• TASK GOAL:
Could you return the lines below exactly, from the first line up to and including the line that holds "use crate::error::ValidationError;"?

• INFORMATION SUPPLIED:
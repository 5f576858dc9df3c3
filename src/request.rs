//! Core CDT request document, terms, statuses and draft validation
use std::cmp::Ordering;
use std::fmt;
use std::str::FromStr;

use chrono::{DateTime, TimeZone, Utc};

use crate::actor::{Actor, AuditStamp, Role};
use crate::error::ValidationError;
use crate::interest::{self, InterestBasis};

/// Client-created requests must keep the amount inside this range. Admin
/// edits bypass the floor but still honor the ceiling.
pub const MIN_AMOUNT: u64 = 250_000;
pub const MAX_AMOUNT: u64 = 500_000_000;

#[derive(minicbor::Encode, minicbor::Decode, Debug, Clone, Copy, PartialEq, Eq)]
pub enum Product {
    #[n(0)]
    Tradicional,
}

impl fmt::Display for Product {
    fn fmt(&self, f: &mut fmt::Formatter<'_>) -> fmt::Result {
        match self {
            Product::Tradicional => write!(f, "CDT Tradicional"),
        }
    }
}

/// The fixed menu of terms a deposit can be opened for. Each term maps to
/// exactly one effective annual rate, assigned when the term is chosen and
/// only re-derived when the term changes.
#[derive(minicbor::Encode, minicbor::Decode, Debug, Clone, Copy, PartialEq, Eq)]
pub enum TermMonths {
    #[n(0)]
    M6,
    #[n(1)]
    M12,
    #[n(2)]
    M18,
    #[n(3)]
    M24,
}

impl TermMonths {
    pub const ALL: [TermMonths; 4] = [
        TermMonths::M6,
        TermMonths::M12,
        TermMonths::M18,
        TermMonths::M24,
    ];

    pub fn from_months(months: u32) -> Result<Self, ValidationError> {
        match months {
            6 => Ok(TermMonths::M6),
            12 => Ok(TermMonths::M12),
            18 => Ok(TermMonths::M18),
            24 => Ok(TermMonths::M24),
            other => Err(ValidationError::TermNotAllowed(other)),
        }
    }

    pub fn months(self) -> u32 {
        match self {
            TermMonths::M6 => 6,
            TermMonths::M12 => 12,
            TermMonths::M18 => 18,
            TermMonths::M24 => 24,
        }
    }

    /// Effective annual rate for this term, in basis points.
    pub fn annual_rate_bps(self) -> u32 {
        match self {
            TermMonths::M6 => 1_100,
            TermMonths::M12 => 1_250,
            TermMonths::M18 => 1_280,
            TermMonths::M24 => 1_320,
        }
    }
}

impl fmt::Display for TermMonths {
    fn fmt(&self, f: &mut fmt::Formatter<'_>) -> fmt::Result {
        write!(f, "{} meses", self.months())
    }
}

/// Lifecycle state of a request. Canonical wire names are the uppercase
/// Spanish constants; parsing also accepts the legacy free-text spellings
/// that older records carry.
#[derive(minicbor::Encode, minicbor::Decode, Debug, Clone, Copy, PartialEq, Eq)]
pub enum RequestStatus {
    #[n(0)]
    Draft,
    #[n(1)]
    InValidation,
    #[n(2)]
    Approved,
    #[n(3)]
    Rejected,
    #[n(4)]
    Cancelled,
}

impl RequestStatus {
    pub const ALL: [RequestStatus; 5] = [
        RequestStatus::Draft,
        RequestStatus::InValidation,
        RequestStatus::Approved,
        RequestStatus::Rejected,
        RequestStatus::Cancelled,
    ];

    pub fn as_str(self) -> &'static str {
        match self {
            RequestStatus::Draft => "BORRADOR",
            RequestStatus::InValidation => "EN_VALIDACION",
            RequestStatus::Approved => "APROBADA",
            RequestStatus::Rejected => "RECHAZADA",
            RequestStatus::Cancelled => "CANCELADA",
        }
    }

    /// Terminal states block further edits in the client flow.
    pub fn is_terminal(self) -> bool {
        matches!(
            self,
            RequestStatus::Approved | RequestStatus::Rejected | RequestStatus::Cancelled
        )
    }

    pub fn client_editable(self) -> bool {
        matches!(self, RequestStatus::Draft | RequestStatus::InValidation)
    }

    pub fn client_deletable(self) -> bool {
        matches!(self, RequestStatus::Draft)
    }
}

impl fmt::Display for RequestStatus {
    fn fmt(&self, f: &mut fmt::Formatter<'_>) -> fmt::Result {
        f.write_str(self.as_str())
    }
}

impl FromStr for RequestStatus {
    type Err = ValidationError;

    fn from_str(raw: &str) -> Result<Self, Self::Err> {
        match raw.trim() {
            "BORRADOR" | "Borrador" => Ok(RequestStatus::Draft),
            "EN_VALIDACION" | "En Validación" | "En Validacion" => Ok(RequestStatus::InValidation),
            "APROBADA" | "Aprobada" | "Aprobado" => Ok(RequestStatus::Approved),
            "RECHAZADA" | "Rechazada" | "Rechazado" => Ok(RequestStatus::Rejected),
            "CANCELADA" | "Cancelada" | "Cancelado" => Ok(RequestStatus::Cancelled),
            other => Err(ValidationError::UnknownStatus(other.to_string())),
        }
    }
}

#[derive(Debug, Clone, PartialEq, Eq)]
pub struct TimeStamp<T: TimeZone>(DateTime<T>);

impl TimeStamp<Utc> {
    pub fn new() -> Self {
        Self(Utc::now())
    }
    pub fn new_with(year: i32, month: u32, day: u32, hour: u32, min: u32, sec: u32) -> Self {
        Utc.with_ymd_and_hms(year, month, day, hour, min, sec)
            .unwrap()
            .into()
    }
    pub fn to_datetime_utc(&self) -> DateTime<Utc> {
        self.0
    }
}

impl<T: TimeZone> From<DateTime<T>> for TimeStamp<T> {
    fn from(value: DateTime<T>) -> Self {
        TimeStamp(value)
    }
}

impl<T: TimeZone + PartialEq> PartialOrd for TimeStamp<T> {
    fn partial_cmp(&self, other: &Self) -> Option<Ordering> {
        Some(self.0.cmp(&other.0))
    }
}

impl<T: TimeZone + Eq> Ord for TimeStamp<T> {
    fn cmp(&self, other: &Self) -> Ordering {
        self.0.cmp(&other.0)
    }
}

impl<C> minicbor::Encode<C> for TimeStamp<Utc> {
    fn encode<W: minicbor::encode::Write>(
        &self,
        e: &mut minicbor::Encoder<W>,
        _: &mut C,
    ) -> Result<(), minicbor::encode::Error<W::Error>> {
        if let Some(nsec) = self.0.timestamp_nanos_opt() {
            return e.i64(nsec)?.ok();
        }

        Err(minicbor::encode::Error::message(
            "failed to encode timestamp. timestamp_nanos_opt returned None",
        ))
    }
}

impl<'b, C> minicbor::Decode<'b, C> for TimeStamp<Utc> {
    fn decode(d: &mut minicbor::Decoder<'b>, _: &mut C) -> Result<Self, minicbor::decode::Error> {
        let nsecs = d.i64()?;

        Ok(TimeStamp(DateTime::from_timestamp_nanos(nsecs)))
    }
}

/// A stored term deposit request. Key in the store is
/// `{owner_id}/{id}`, so the id alone never addresses a document.
#[derive(minicbor::Encode, minicbor::Decode, Debug, Clone, PartialEq, Eq)]
pub struct CdtRequest {
    #[n(0)]
    pub id: String,
    #[n(1)]
    pub owner_id: String,
    #[n(2)]
    pub product: Product,
    #[n(3)]
    pub amount: u64, // whole COP
    #[n(4)]
    pub term: TermMonths,
    #[n(5)]
    pub annual_rate_bps: u32,
    #[n(6)]
    pub status: RequestStatus,
    // Derived fields. Optional because records written before the
    // projection existed never carried them.
    #[n(7)]
    pub estimated_interest: Option<u64>,
    #[n(8)]
    pub maturity_value: Option<u64>,
    #[n(9)]
    pub created_at: TimeStamp<Utc>,
    #[n(10)]
    pub updated_at: TimeStamp<Utc>,
    #[n(11)]
    pub audit: Option<AuditStamp>,
}

impl CdtRequest {
    /// Recompute the derived fields from the current amount, term and
    /// rate. Called whenever any of the three changes so the stored
    /// projection never drifts.
    pub fn reproject(&mut self, basis: InterestBasis) {
        let p = interest::project(self.amount, self.annual_rate_bps, self.term, basis);
        self.estimated_interest = Some(p.estimated_interest);
        self.maturity_value = Some(p.maturity_value);
    }
}

/// Fields a create submission carries before validation. Mirrors the
/// request form: the rate is never entered directly, it follows the term.
#[derive(Debug, Default, Clone)]
pub struct RequestDraft {
    product: Option<Product>,
    amount: u64,
    term: Option<TermMonths>,
}

/// The outcome of a successful validation, with the rate derived from
/// the chosen term.
#[derive(Debug, Clone, Copy)]
pub struct ValidatedDraft {
    pub product: Product,
    pub amount: u64,
    pub term: TermMonths,
    pub annual_rate_bps: u32,
}

impl RequestDraft {
    /// Construct a new draft, this becomes the basis for a submission
    pub fn new() -> Self {
        Self::default()
    }
    pub fn set_product(mut self, product: Product) -> Self {
        self.product = Some(product);
        self
    }
    pub fn set_amount(mut self, amount: u64) -> Self {
        self.amount = amount;
        self
    }
    pub fn set_term(mut self, term: TermMonths) -> Self {
        self.term = Some(term);
        self
    }

    /// Run the creation rules in order, stopping at the first failure:
    /// authenticated actor, product chosen, amount in range, term chosen.
    /// Pure, no store access.
    pub fn validate(&self, actor: &Actor) -> Result<ValidatedDraft, ValidationError> {
        if actor.uid.is_empty() {
            return Err(ValidationError::NotAuthenticated);
        }
        let product = self.product.ok_or(ValidationError::ProductRequired)?;
        check_amount(self.amount, Role::Client)?;
        let term = self.term.ok_or(ValidationError::TermRequired)?;

        Ok(ValidatedDraft {
            product,
            amount: self.amount,
            term,
            annual_rate_bps: term.annual_rate_bps(),
        })
    }
}

/// Amount rule shared by create and update. Clients are held to the full
/// range; admins skip the floor but keep the ceiling.
pub fn check_amount(amount: u64, role: Role) -> Result<(), ValidationError> {
    match role {
        Role::Client => {
            if amount < MIN_AMOUNT || amount > MAX_AMOUNT {
                return Err(ValidationError::AmountOutOfRange);
            }
        }
        Role::Admin => {
            if amount == 0 {
                return Err(ValidationError::AmountNotPositive);
            }
            if amount > MAX_AMOUNT {
                return Err(ValidationError::AmountAboveCeiling);
            }
        }
    }
    Ok(())
}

• OUTPUT OF THE TASK:
repository 5f576858dc9df3c3
filename src/request.rs
//! Core CDT request document, terms, statuses and draft validation
use std::cmp::Ordering;
use std::fmt;
use std::str::FromStr;

use chrono::{DateTime, TimeZone, Utc};

use crate::actor::{Actor, AuditStamp, Role};
use crate::error::ValidationError;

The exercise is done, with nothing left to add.